Data in this exercise START

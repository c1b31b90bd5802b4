//! In-process key-value backend for tests and single-node development.

use async_trait::async_trait;
use parking_lot::Mutex;
use std::collections::HashMap;
use std::time::{Duration, Instant};

use super::{KvCommand, KvError, KvReply, KvStore};

#[derive(Debug)]
struct Entry {
    value: String,
    expires_at: Option<Instant>,
}

impl Entry {
    fn is_expired(&self, now: Instant) -> bool {
        self.expires_at.is_some_and(|deadline| deadline <= now)
    }
}

/// Mutex-guarded map with lazy TTL eviction.
///
/// Every operation takes the lock once, so batches and get-del are atomic by
/// construction. Expired entries are treated as absent on every read path and
/// physically removed when touched.
#[derive(Debug, Default)]
pub struct MemoryKv {
    entries: Mutex<HashMap<String, Entry>>,
}

impl MemoryKv {
    #[must_use]
    pub fn new() -> Self {
        Self::default()
    }
}

fn live_entry<'a>(
    entries: &'a mut HashMap<String, Entry>,
    key: &str,
    now: Instant,
) -> Option<&'a mut Entry> {
    if entries.get(key).is_some_and(|entry| entry.is_expired(now)) {
        entries.remove(key);
        return None;
    }
    entries.get_mut(key)
}

fn apply(entries: &mut HashMap<String, Entry>, command: &KvCommand, now: Instant) -> KvReply {
    match command {
        KvCommand::Incr { key } => {
            if let Some(entry) = live_entry(entries, key, now) {
                let count = entry.value.parse::<i64>().unwrap_or(0) + 1;
                entry.value = count.to_string();
                KvReply::Int(count)
            } else {
                entries.insert(
                    key.clone(),
                    Entry {
                        value: "1".to_string(),
                        expires_at: None,
                    },
                );
                KvReply::Int(1)
            }
        }
        KvCommand::Ttl { key } => match live_entry(entries, key, now) {
            // -2 absent, -1 present without expiry, else whole seconds left
            None => KvReply::Int(-2),
            Some(entry) => match entry.expires_at {
                None => KvReply::Int(-1),
                Some(deadline) => {
                    let remaining = deadline.saturating_duration_since(now);
                    KvReply::Int(i64::try_from(remaining.as_secs()).unwrap_or(i64::MAX))
                }
            },
        },
        KvCommand::Expire { key, ttl } => match live_entry(entries, key, now) {
            None => KvReply::Int(0),
            Some(entry) => {
                entry.expires_at = Some(now + *ttl);
                KvReply::Int(1)
            }
        },
        KvCommand::Del { key } => {
            let removed = live_entry(entries, key, now).is_some() && entries.remove(key).is_some();
            KvReply::Int(i64::from(removed))
        }
    }
}

#[async_trait]
impl KvStore for MemoryKv {
    async fn get(&self, key: &str) -> Result<Option<String>, KvError> {
        let mut entries = self.entries.lock();
        Ok(live_entry(&mut entries, key, Instant::now()).map(|entry| entry.value.clone()))
    }

    async fn set_with_ttl(&self, key: &str, value: &str, ttl: Duration) -> Result<(), KvError> {
        let mut entries = self.entries.lock();
        entries.insert(
            key.to_string(),
            Entry {
                value: value.to_string(),
                expires_at: Some(Instant::now() + ttl),
            },
        );
        Ok(())
    }

    async fn del(&self, key: &str) -> Result<u64, KvError> {
        let mut entries = self.entries.lock();
        match apply(&mut entries, &KvCommand::Del { key: key.to_string() }, Instant::now()) {
            KvReply::Int(removed) => Ok(u64::try_from(removed).unwrap_or(0)),
            _ => Err(KvError::UnexpectedReply),
        }
    }

    async fn get_del(&self, key: &str) -> Result<Option<String>, KvError> {
        let mut entries = self.entries.lock();
        let now = Instant::now();
        if live_entry(&mut entries, key, now).is_none() {
            return Ok(None);
        }
        Ok(entries.remove(key).map(|entry| entry.value))
    }

    async fn expire(&self, key: &str, ttl: Duration) -> Result<bool, KvError> {
        let mut entries = self.entries.lock();
        let command = KvCommand::Expire {
            key: key.to_string(),
            ttl,
        };
        match apply(&mut entries, &command, Instant::now()) {
            KvReply::Int(updated) => Ok(updated == 1),
            _ => Err(KvError::UnexpectedReply),
        }
    }

    async fn atomic(&self, batch: &[KvCommand]) -> Result<Vec<KvReply>, KvError> {
        let mut entries = self.entries.lock();
        let now = Instant::now();
        Ok(batch
            .iter()
            .map(|command| apply(&mut entries, command, now))
            .collect())
    }

    async fn ping(&self) -> Result<(), KvError> {
        Ok(())
    }
}
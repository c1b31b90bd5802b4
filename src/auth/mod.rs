//! Token lifecycle and credential verification.
//!
//! Leaves first: [`password`] hashes and verifies secrets, [`tokens`] signs
//! and validates JWTs, [`token_store`] keeps the refresh whitelist and
//! one-time tokens, [`rate_limit`] counts requests. [`service`] is the
//! orchestrator tying them to the user-record and audit collaborators.

pub mod audit;
pub mod error;
pub mod models;
pub mod password;
pub mod rate_limit;
pub mod repo;
pub mod service;
pub mod token_store;
pub mod tokens;

#[cfg(test)]
pub(crate) mod testutil;

pub use self::error::AuthError;
pub use self::service::{AuthOptions, AuthService, TokenPair};

/// Current unix time in whole seconds.
pub(crate) fn unix_now() -> i64 {
    std::time::SystemTime::now()
        .duration_since(std::time::UNIX_EPOCH)
        .map_or(0, |elapsed| {
            i64::try_from(elapsed.as_secs()).unwrap_or(i64::MAX)
        })
}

Data in this exercise END

Problem: Your output should be an exact transcription of the line that holds "return Ok(None);" and each line after it through the end of the listing above.

Result of the exercise:
            return Ok(None);
        }
        Ok(entries.remove(key).map(|entry| entry.value))
    }

    async fn expire(&self, key: &str, ttl: Duration) -> Result<bool, KvError> {
        let mut entries = self.entries.lock();
        let command = KvCommand::Expire {
            key: key.to_string(),
            ttl,
        };
        match apply(&mut entries, &command, Instant::now()) {
            KvReply::Int(updated) => Ok(updated == 1),
            _ => Err(KvError::UnexpectedReply),
        }
    }

    async fn atomic(&self, batch: &[KvCommand]) -> Result<Vec<KvReply>, KvError> {
        let mut entries = self.entries.lock();
        let now = Instant::now();
        Ok(batch
            .iter()
            .map(|command| apply(&mut entries, command, now))
            .collect())
    }

    async fn ping(&self) -> Result<(), KvError> {
        Ok(())
    }
}
repository c1b31b90bd5802b4
filename src/auth/mod.rs
//! Token lifecycle and credential verification.
//!
//! Leaves first: [`password`] hashes and verifies secrets, [`tokens`] signs
//! and validates JWTs, [`token_store`] keeps the refresh whitelist and
//! one-time tokens, [`rate_limit`] counts requests. [`service`] is the
//! orchestrator tying them to the user-record and audit collaborators.

pub mod audit;
pub mod error;
pub mod models;
pub mod password;
pub mod rate_limit;
pub mod repo;
pub mod service;
pub mod token_store;
pub mod tokens;

#[cfg(test)]
pub(crate) mod testutil;

pub use self::error::AuthError;
pub use self::service::{AuthOptions, AuthService, TokenPair};

/// Current unix time in whole seconds.
pub(crate) fn unix_now() -> i64 {
    std::time::SystemTime::now()
        .duration_since(std::time::UNIX_EPOCH)
        .map_or(0, |elapsed| {
            i64::try_from(elapsed.as_secs()).unwrap_or(i64::MAX)
        })
}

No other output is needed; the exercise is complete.